[Stored items]
————————

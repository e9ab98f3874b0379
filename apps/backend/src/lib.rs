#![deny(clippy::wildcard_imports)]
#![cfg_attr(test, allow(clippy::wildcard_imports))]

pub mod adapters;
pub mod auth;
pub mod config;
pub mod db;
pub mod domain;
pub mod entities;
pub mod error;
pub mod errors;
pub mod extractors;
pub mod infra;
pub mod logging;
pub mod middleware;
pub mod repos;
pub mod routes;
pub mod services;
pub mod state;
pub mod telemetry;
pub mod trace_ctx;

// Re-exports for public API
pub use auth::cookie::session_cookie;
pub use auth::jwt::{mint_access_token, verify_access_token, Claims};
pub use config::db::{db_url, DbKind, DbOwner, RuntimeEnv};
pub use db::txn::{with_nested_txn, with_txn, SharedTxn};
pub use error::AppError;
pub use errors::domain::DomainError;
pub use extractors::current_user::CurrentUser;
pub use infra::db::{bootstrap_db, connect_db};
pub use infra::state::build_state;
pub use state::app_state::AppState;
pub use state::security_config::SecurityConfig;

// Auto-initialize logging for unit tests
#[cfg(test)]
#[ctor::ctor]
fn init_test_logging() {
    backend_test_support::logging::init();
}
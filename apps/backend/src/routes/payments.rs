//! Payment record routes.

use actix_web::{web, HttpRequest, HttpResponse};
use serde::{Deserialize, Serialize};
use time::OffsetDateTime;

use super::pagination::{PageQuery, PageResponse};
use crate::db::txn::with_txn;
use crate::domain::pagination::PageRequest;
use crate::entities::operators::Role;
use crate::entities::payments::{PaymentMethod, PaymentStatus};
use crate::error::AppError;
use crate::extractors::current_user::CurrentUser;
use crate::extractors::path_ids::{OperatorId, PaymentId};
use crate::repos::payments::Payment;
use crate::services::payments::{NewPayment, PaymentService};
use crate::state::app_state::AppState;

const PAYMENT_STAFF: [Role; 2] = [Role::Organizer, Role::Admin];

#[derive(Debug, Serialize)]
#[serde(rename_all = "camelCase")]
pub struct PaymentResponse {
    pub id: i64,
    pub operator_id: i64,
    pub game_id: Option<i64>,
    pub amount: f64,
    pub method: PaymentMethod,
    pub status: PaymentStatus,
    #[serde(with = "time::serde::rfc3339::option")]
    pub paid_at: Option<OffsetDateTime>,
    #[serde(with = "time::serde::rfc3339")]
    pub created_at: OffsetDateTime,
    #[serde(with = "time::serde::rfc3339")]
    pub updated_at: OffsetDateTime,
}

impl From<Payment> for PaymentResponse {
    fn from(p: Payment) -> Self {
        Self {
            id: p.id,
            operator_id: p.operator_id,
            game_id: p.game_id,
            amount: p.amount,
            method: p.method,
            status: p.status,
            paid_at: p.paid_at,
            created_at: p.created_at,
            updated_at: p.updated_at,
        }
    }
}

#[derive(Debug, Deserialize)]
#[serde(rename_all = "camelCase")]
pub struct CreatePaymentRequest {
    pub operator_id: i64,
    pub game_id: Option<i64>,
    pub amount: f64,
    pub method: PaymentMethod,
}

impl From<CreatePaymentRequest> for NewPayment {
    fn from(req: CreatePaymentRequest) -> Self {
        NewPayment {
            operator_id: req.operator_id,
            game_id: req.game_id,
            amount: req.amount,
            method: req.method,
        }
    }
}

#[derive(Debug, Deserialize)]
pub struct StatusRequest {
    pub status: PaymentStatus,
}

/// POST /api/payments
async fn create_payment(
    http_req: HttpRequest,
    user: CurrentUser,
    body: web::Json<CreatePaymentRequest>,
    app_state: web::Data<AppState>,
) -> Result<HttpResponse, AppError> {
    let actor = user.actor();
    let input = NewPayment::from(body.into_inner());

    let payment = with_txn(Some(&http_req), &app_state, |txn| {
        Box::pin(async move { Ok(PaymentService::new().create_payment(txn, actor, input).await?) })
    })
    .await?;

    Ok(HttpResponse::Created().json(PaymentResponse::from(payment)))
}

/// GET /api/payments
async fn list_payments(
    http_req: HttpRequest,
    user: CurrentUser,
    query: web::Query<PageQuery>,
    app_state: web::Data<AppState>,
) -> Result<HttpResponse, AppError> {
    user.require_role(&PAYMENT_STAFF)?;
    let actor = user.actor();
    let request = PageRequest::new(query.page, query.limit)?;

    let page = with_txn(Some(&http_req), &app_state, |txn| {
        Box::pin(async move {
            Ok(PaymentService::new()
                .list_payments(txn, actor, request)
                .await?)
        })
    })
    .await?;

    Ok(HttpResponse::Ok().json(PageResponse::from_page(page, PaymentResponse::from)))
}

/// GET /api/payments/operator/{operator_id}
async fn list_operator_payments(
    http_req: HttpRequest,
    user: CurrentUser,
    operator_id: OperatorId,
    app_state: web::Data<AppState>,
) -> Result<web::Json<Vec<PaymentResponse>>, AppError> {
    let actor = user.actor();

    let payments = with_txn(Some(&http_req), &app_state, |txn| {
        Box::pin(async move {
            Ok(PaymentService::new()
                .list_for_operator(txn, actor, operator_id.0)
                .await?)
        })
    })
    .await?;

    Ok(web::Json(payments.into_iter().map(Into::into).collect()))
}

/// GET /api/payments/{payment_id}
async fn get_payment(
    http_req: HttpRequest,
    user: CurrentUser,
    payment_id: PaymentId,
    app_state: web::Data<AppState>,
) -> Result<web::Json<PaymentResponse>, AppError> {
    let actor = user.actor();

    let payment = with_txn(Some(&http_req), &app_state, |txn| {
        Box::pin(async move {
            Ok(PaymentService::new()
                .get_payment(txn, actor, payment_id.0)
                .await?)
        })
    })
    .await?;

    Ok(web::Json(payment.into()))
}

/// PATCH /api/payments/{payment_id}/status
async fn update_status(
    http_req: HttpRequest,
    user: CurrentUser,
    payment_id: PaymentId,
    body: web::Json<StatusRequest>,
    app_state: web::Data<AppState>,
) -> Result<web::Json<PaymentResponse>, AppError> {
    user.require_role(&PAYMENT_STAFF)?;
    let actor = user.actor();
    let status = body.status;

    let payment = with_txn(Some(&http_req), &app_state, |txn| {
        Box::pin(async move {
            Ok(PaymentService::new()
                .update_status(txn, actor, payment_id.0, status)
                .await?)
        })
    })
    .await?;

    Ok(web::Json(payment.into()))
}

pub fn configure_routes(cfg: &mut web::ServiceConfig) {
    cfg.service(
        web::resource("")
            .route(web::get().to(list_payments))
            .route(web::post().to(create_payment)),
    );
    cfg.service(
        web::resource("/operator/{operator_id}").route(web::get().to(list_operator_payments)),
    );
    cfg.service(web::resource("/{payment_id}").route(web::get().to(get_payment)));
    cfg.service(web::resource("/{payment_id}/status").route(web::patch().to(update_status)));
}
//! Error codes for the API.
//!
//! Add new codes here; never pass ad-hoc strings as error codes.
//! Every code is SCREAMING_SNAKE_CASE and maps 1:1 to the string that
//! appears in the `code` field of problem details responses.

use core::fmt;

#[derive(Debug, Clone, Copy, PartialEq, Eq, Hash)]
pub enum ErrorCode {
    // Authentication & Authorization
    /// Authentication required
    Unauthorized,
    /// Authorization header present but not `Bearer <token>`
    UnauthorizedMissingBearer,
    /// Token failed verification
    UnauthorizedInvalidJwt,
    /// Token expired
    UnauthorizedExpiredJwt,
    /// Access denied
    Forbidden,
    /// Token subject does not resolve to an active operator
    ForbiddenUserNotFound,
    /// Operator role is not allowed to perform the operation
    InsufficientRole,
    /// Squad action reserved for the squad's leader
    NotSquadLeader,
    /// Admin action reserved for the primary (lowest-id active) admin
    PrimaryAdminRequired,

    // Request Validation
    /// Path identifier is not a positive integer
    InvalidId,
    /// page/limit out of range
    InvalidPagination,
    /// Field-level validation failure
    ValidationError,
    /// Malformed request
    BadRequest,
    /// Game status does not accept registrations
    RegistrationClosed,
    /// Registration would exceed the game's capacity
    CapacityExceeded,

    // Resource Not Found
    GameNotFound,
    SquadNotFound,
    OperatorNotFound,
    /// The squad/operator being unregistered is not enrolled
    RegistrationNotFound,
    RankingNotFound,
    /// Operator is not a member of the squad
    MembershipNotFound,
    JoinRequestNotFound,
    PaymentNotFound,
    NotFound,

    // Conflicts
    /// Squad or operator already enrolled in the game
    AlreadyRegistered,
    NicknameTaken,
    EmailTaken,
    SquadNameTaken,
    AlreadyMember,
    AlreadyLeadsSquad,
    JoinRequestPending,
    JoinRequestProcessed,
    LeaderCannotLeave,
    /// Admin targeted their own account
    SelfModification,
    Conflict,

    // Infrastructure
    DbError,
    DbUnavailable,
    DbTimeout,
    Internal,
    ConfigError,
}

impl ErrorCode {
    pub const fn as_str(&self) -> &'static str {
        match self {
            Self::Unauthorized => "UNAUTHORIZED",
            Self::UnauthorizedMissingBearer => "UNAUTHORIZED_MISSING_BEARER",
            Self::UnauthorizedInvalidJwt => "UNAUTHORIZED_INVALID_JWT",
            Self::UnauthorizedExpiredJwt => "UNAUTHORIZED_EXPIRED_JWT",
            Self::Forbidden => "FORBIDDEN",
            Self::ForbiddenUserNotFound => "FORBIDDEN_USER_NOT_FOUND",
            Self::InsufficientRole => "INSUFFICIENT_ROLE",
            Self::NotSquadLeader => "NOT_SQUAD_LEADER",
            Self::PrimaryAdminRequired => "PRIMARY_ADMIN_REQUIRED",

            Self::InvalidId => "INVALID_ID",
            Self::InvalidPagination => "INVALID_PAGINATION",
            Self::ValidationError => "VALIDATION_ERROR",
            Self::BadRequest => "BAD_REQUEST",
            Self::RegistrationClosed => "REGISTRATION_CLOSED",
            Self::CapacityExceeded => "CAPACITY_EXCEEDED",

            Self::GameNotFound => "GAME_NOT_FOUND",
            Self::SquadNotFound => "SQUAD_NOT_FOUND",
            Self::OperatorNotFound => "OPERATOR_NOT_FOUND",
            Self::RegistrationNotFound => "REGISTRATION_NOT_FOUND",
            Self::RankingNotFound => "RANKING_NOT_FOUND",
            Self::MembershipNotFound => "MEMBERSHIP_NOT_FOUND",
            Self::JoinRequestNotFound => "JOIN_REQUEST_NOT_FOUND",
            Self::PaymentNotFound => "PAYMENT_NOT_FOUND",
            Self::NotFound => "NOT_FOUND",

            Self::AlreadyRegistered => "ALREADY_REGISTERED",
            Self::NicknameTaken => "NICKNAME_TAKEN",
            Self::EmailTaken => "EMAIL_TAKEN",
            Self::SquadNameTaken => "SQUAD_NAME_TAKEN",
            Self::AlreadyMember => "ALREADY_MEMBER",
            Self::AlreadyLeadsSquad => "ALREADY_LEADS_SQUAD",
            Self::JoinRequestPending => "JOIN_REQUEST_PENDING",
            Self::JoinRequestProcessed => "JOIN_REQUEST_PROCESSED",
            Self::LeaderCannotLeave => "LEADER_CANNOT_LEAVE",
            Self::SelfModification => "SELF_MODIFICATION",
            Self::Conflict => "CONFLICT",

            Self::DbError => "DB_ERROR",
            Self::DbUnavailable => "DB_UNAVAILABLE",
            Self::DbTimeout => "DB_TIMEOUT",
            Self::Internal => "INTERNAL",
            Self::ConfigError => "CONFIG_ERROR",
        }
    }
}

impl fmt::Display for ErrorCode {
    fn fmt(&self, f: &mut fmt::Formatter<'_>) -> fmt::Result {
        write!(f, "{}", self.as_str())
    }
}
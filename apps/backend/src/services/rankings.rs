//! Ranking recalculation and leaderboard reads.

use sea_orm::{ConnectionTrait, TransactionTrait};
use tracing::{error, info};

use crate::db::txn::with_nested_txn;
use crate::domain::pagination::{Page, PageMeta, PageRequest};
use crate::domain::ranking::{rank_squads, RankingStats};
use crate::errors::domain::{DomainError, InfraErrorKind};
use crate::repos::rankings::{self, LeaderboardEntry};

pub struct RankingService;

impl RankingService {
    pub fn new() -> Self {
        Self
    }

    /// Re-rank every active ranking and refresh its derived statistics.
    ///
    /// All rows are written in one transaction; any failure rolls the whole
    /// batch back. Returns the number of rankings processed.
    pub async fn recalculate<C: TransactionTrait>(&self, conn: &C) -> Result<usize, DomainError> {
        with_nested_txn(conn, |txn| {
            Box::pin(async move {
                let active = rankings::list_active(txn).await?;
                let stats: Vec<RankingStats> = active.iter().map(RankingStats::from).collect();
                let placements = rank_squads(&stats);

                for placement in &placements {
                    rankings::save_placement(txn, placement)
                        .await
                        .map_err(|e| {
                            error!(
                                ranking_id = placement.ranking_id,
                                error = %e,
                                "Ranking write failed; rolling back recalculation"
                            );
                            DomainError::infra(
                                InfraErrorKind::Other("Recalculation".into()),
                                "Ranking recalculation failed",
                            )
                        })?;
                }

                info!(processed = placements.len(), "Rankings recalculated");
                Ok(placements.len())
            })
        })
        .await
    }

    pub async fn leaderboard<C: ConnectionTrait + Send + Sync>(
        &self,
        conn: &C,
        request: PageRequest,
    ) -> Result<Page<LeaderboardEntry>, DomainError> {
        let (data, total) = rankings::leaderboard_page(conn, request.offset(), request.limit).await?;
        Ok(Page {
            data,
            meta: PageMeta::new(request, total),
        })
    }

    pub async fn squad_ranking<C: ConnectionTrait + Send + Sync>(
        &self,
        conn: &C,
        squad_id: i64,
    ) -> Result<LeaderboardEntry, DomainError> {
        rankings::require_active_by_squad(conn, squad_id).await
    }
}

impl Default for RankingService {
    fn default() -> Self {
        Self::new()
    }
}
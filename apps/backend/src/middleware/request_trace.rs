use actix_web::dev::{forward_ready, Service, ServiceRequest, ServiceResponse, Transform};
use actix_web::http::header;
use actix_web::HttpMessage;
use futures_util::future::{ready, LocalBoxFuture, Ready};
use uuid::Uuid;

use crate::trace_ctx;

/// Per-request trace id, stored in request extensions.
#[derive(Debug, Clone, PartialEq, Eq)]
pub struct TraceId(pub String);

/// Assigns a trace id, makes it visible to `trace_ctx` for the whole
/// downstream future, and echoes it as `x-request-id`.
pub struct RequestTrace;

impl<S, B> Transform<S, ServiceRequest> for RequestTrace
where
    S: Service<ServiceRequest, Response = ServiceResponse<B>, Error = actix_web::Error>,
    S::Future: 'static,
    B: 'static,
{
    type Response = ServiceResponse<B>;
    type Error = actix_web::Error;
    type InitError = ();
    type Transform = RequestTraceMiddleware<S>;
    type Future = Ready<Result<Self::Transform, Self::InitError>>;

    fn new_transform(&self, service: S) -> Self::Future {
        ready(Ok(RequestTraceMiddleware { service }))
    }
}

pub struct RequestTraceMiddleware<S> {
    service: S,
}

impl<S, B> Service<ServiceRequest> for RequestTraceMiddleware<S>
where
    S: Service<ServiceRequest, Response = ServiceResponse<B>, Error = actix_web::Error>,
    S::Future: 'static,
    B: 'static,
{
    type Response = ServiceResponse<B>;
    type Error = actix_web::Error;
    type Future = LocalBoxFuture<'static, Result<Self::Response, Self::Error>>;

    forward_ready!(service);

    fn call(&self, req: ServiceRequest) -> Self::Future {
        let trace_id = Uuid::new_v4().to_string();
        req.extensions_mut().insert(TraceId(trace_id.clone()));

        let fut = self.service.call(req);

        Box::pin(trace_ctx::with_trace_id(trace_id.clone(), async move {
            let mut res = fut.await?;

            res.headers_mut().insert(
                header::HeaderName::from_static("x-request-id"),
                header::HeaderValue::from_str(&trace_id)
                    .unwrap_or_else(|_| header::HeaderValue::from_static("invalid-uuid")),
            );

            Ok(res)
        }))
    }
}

————————

Start with the first line of the data and print every line exactly. The line containing "pub mod services;" is the last one to include.

repository e9ab98f3874b0379
filename apps/backend/src/lib.rs
#![deny(clippy::wildcard_imports)]
#![cfg_attr(test, allow(clippy::wildcard_imports))]

pub mod adapters;
pub mod auth;
pub mod config;
pub mod db;
pub mod domain;
pub mod entities;
pub mod error;
pub mod errors;
pub mod extractors;
pub mod infra;
pub mod logging;
pub mod middleware;
pub mod repos;
pub mod routes;
pub mod services;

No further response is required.